TASK PROMPT: In the listing below, find the line containing "screen.focus(self);" and the line containing "let opts = &state.opts;". Repeat exactly those two lines and every line between them, nothing more.
*-*-*
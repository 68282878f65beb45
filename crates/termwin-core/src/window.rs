//! The per-window render, selection and scroll engine.
//!
//! A [`Window`] owns a list of [`Row`]s and draws the part of it that fits on the terminal,
//! starting at its scroll offset. One visible line is "selected" and drawn with the row's own
//! colors; every other line uses the window defaults.
//!
//! All state lives behind the window's own mutex, including selection and scrolling, so any
//! method may be called from any thread. None of the selection/scroll mutators redraw: call
//! [`Window::redraw`] (and flush the backend) once the state looks the way you want.

use crate::backend::SharedBackend;
use crate::error::Error;
use crate::error::Result;
use crate::input::Event;
use crate::nav::NavBindings;
use crate::row::Row;
use crate::screen::Screen;
use crate::screen::ScreenShared;
use ratatui::style::Color;
use std::sync::Arc;
use std::sync::Mutex;
use std::sync::MutexGuard;
use std::sync::PoisonError;
use std::sync::Weak;

/// Construction options for a [`Window`].
#[derive(Clone, Copy, Debug, PartialEq, Eq)]
pub struct WindowOptions {
    pub fg: Color,
    pub bg: Color,
    /// Colors given to every row by [`Window::draw`], shown while the row is selected.
    pub row_fg: Color,
    pub row_bg: Color,
    /// Top-left cell where the first visible row is drawn.
    pub origin: (u16, u16),
    pub scrollable: bool,
    /// Redraw automatically when the dispatch loop sees a resize while this window is focused.
    pub auto_resize: bool,
}

impl Default for WindowOptions {
    fn default() -> Self {
        Self {
            fg: Color::Reset,
            bg: Color::Reset,
            row_fg: Color::Black,
            row_bg: Color::White,
            origin: (0, 0),
            scrollable: false,
            auto_resize: true,
        }
    }
}

impl WindowOptions {
    pub fn new(fg: Color, bg: Color, row_fg: Color, row_bg: Color) -> Self {
        Self {
            fg,
            bg,
            row_fg,
            row_bg,
            ..Self::default()
        }
    }
}

pub type EventHandler = Box<dyn FnMut(&Window, &Event) + Send>;

struct WindowState {
    opts: WindowOptions,
    rows: Vec<Row>,
    /// Selected line, relative to `scroll_offset`.
    selected: usize,
    scroll_offset: usize,
}

#[derive(Default)]
struct HandlerSlot {
    handler: Option<EventHandler>,
    generation: u64,
}

pub struct Window {
    state: Mutex<WindowState>,
    handler: Mutex<HandlerSlot>,
    backend: SharedBackend,
    screen: Weak<ScreenShared>,
}

impl std::fmt::Debug for Window {
    fn fmt(&self, f: &mut std::fmt::Formatter<'_>) -> std::fmt::Result {
        let state = self.lock();
        f.debug_struct("Window")
            .field("opts", &state.opts)
            .field("rows", &state.rows.len())
            .field("selected", &state.selected)
            .field("scroll_offset", &state.scroll_offset)
            .finish_non_exhaustive()
    }
}

impl Window {
    pub(crate) fn new(
        opts: WindowOptions,
        backend: SharedBackend,
        screen: Weak<ScreenShared>,
    ) -> Self {
        Self {
            state: Mutex::new(WindowState {
                opts,
                rows: Vec::new(),
                selected: 0,
                scroll_offset: 0,
            }),
            handler: Mutex::new(HandlerSlot::default()),
            backend,
            screen,
        }
    }

    /// The screen this window was created on, if it is still alive.
    pub fn screen(&self) -> Option<Screen> {
        self.screen.upgrade().map(Screen::from_shared)
    }

    /// Makes this window the focus target of its screen. Returns `false` if the screen is gone.
    pub fn focus(self: &Arc<Self>) -> bool {
        match self.screen() {
            Some(screen) => {
                screen.focus(self);
                true
            }
            None => false,
        }
    }

    pub fn backend(&self) -> &SharedBackend {
        &self.backend
    }

    pub fn options(&self) -> WindowOptions {
        self.lock().opts
    }

    /// Replaces all rows with `lines`, resets selection and scrolling, and redraws.
    ///
    /// Each new row takes the window's `row_fg`/`row_bg` colors.
    pub fn draw<I, S>(&self, lines: I) -> Result<()>
    where
        I: IntoIterator<Item = S>,
        S: Into<String>,
    {
        let mut state = self.lock();
        let (fg, bg) = (state.opts.row_fg, state.opts.row_bg);
        state.rows = lines.into_iter().map(|l| Row::new(l, fg, bg)).collect();
        state.selected = 0;
        state.scroll_offset = 0;
        tracing::trace!(rows = state.rows.len(), "window draw");
        self.redraw_locked(&state)
    }

    /// Clears the backend and paints the visible rows.
    ///
    /// Characters past the right edge and rows past the bottom edge are skipped; the stored rows
    /// are left untouched. The backend is not flushed.
    pub fn redraw(&self) -> Result<()> {
        let state = self.lock();
        self.redraw_locked(&state)
    }

    fn redraw_locked(&self, state: &WindowState) -> Result<()> {
        let opts = &state.opts;
        self.backend.clear(opts.fg, opts.bg)?;
        let (width, height) = self.backend.size();
        let (origin_x, origin_y) = opts.origin;

        let visible = state.rows.get(state.scroll_offset..).unwrap_or_default();
        let mut y = origin_y;
        for (i, row) in visible.iter().enumerate() {
            if y >= height {
                break;
            }
            let (fg, bg) = if i == state.selected {
                (row.fg, row.bg)
            } else {
                (opts.fg, opts.bg)
            };
            let mut x = origin_x;
            for ch in row.text.chars() {
                if x >= width {
                    break;
                }
                self.backend.set_cell(x, y, ch, fg, bg);
                x += 1;
            }
            y += 1;
        }
        tracing::trace!(
            scroll_offset = state.scroll_offset,
            selected = state.selected,
            width,
            height,
            "window redraw"
        );
        Ok(())
    }

    /// A copy of every row.
    pub fn rows(&self) -> Vec<Row> {
        self.lock().rows.clone()
    }

    pub fn row_count(&self) -> usize {
        self.lock().rows.len()
    }

    /// Selected line, relative to the scroll offset.
    pub fn selected(&self) -> usize {
        self.lock().selected
    }

    pub fn scroll_offset(&self) -> usize {
        self.lock().scroll_offset
    }

    /// The row under the selection (`selected + scroll_offset`), if there is one.
    pub fn current_row(&self) -> Option<Row> {
        let state = self.lock();
        current_index(&state).and_then(|i| state.rows.get(i).cloned())
    }

    /// Runs `f` on the row under the selection while holding the window lock.
    pub fn with_current_row<R>(&self, f: impl FnOnce(&mut Row) -> R) -> Option<R> {
        let mut state = self.lock();
        let i = current_index(&state)?;
        state.rows.get_mut(i).map(f)
    }

    /// Moves the selection down one row.
    ///
    /// When not scrollable there is no upper bound: the selection can move past the last row,
    /// in which case nothing is highlighted. When scrollable, the selection stops at the last row
    /// and scrolls the viewport instead once it reaches the bottom line of the terminal.
    pub fn next_row(&self) {
        let mut state = self.lock();
        if !state.opts.scrollable {
            state.selected = state.selected.saturating_add(1);
            return;
        }
        let len = state.rows.len();
        let at_last = current_index(&state).is_none_or(|i| i.saturating_add(1) >= len);
        if at_last {
            return;
        }
        let (_, height) = self.backend.size();
        let lines = height.saturating_sub(state.opts.origin.1) as usize;
        if state.selected.saturating_add(1) >= lines {
            scroll_down(&mut state);
        } else {
            state.selected += 1;
        }
    }

    /// Moves the selection up one row, scrolling up first when scrollable and already at the
    /// top line. Never goes below zero.
    pub fn prev_row(&self) {
        let mut state = self.lock();
        if state.opts.scrollable && state.selected == 0 {
            scroll_up(&mut state);
        } else {
            state.selected = state.selected.saturating_sub(1);
        }
    }

    pub fn scroll_up(&self) {
        scroll_up(&mut self.lock());
    }

    /// Advances the scroll offset by one. Not bounded by the row count: scrolling past the end
    /// leaves an empty viewport.
    pub fn scroll_down(&self) {
        scroll_down(&mut self.lock());
    }

    /// Whether [`Window::next_row`] and [`Window::prev_row`] scroll the viewport.
    pub fn set_scrollable(&self, enabled: bool) {
        self.lock().opts.scrollable = enabled;
    }

    pub fn is_scrollable(&self) -> bool {
        self.lock().opts.scrollable
    }

    pub fn set_auto_resize(&self, enabled: bool) {
        self.lock().opts.auto_resize = enabled;
    }

    pub fn auto_resize(&self) -> bool {
        self.lock().opts.auto_resize
    }

    /// Recolors row `index`. Only visible while the row is selected.
    pub fn mark_row(&self, index: usize, fg: Color, bg: Color) -> Result<()> {
        recolor_row(&mut self.lock(), index, fg, bg)
    }

    /// Restores row `index` to the window's default colors.
    pub fn unmark_row(&self, index: usize) -> Result<()> {
        let mut state = self.lock();
        let (fg, bg) = (state.opts.fg, state.opts.bg);
        recolor_row(&mut state, index, fg, bg)
    }

    /// Applies the navigation action `bindings` map `event` to, then redraws and flushes.
    ///
    /// Returns `false` without touching the terminal when the event is not a navigation input.
    pub fn handle_nav_event(&self, bindings: &NavBindings, event: &Event) -> Result<bool> {
        bindings.handle(self, event)
    }

    /// Installs the callback the dispatch loop invokes for events routed to this window.
    ///
    /// The handler runs on the dispatch thread and receives the window itself, so it can call
    /// any window method (including replacing its own handler).
    pub fn set_event_handler(&self, handler: impl FnMut(&Window, &Event) + Send + 'static) {
        let mut slot = self.lock_handler();
        slot.handler = Some(Box::new(handler));
        slot.generation += 1;
    }

    pub fn clear_event_handler(&self) {
        let mut slot = self.lock_handler();
        slot.handler = None;
        slot.generation += 1;
    }

    pub fn has_event_handler(&self) -> bool {
        self.lock_handler().handler.is_some()
    }

    /// Invokes the event handler, if any. Returns whether one ran.
    pub(crate) fn handle_event(&self, event: &Event) -> bool {
        let (mut handler, generation) = {
            let mut slot = self.lock_handler();
            match slot.handler.take() {
                Some(h) => (h, slot.generation),
                None => return false,
            }
        };

        // The slot lock is released so the handler can touch its own window freely.
        handler(self, event);

        let mut slot = self.lock_handler();
        if slot.generation == generation {
            slot.handler = Some(handler);
        }
        true
    }

    fn lock(&self) -> MutexGuard<'_, WindowState> {
        self.state.lock().unwrap_or_else(PoisonError::into_inner)
    }

    fn lock_handler(&self) -> MutexGuard<'_, HandlerSlot> {
        self.handler.lock().unwrap_or_else(PoisonError::into_inner)
    }
}

fn current_index(state: &WindowState) -> Option<usize> {
    state.selected.checked_add(state.scroll_offset)
}

fn recolor_row(state: &mut WindowState, index: usize, fg: Color, bg: Color) -> Result<()> {
    let len = state.rows.len();
    let row = state
        .rows
        .get_mut(index)
        .ok_or(Error::RowIndexOutOfRange { index, len })?;
    row.fg = fg;
    row.bg = bg;
    Ok(())
}

fn scroll_up(state: &mut WindowState) {
    state.scroll_offset = state.scroll_offset.saturating_sub(1);
}

fn scroll_down(state: &mut WindowState) {
    state.scroll_offset = state.scroll_offset.saturating_add(1);
}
*-*-*
PROBLEM SOLUTION:
                screen.focus(self);
                true
            }
            None => false,
        }
    }

    pub fn backend(&self) -> &SharedBackend {
        &self.backend
    }

    pub fn options(&self) -> WindowOptions {
        self.lock().opts
    }

    /// Replaces all rows with `lines`, resets selection and scrolling, and redraws.
    ///
    /// Each new row takes the window's `row_fg`/`row_bg` colors.
    pub fn draw<I, S>(&self, lines: I) -> Result<()>
    where
        I: IntoIterator<Item = S>,
        S: Into<String>,
    {
        let mut state = self.lock();
        let (fg, bg) = (state.opts.row_fg, state.opts.row_bg);
        state.rows = lines.into_iter().map(|l| Row::new(l, fg, bg)).collect();
        state.selected = 0;
        state.scroll_offset = 0;
        tracing::trace!(rows = state.rows.len(), "window draw");
        self.redraw_locked(&state)
    }

    /// Clears the backend and paints the visible rows.
    ///
    /// Characters past the right edge and rows past the bottom edge are skipped; the stored rows
    /// are left untouched. The backend is not flushed.
    pub fn redraw(&self) -> Result<()> {
        let state = self.lock();
        self.redraw_locked(&state)
    }

    fn redraw_locked(&self, state: &WindowState) -> Result<()> {
        let opts = &state.opts;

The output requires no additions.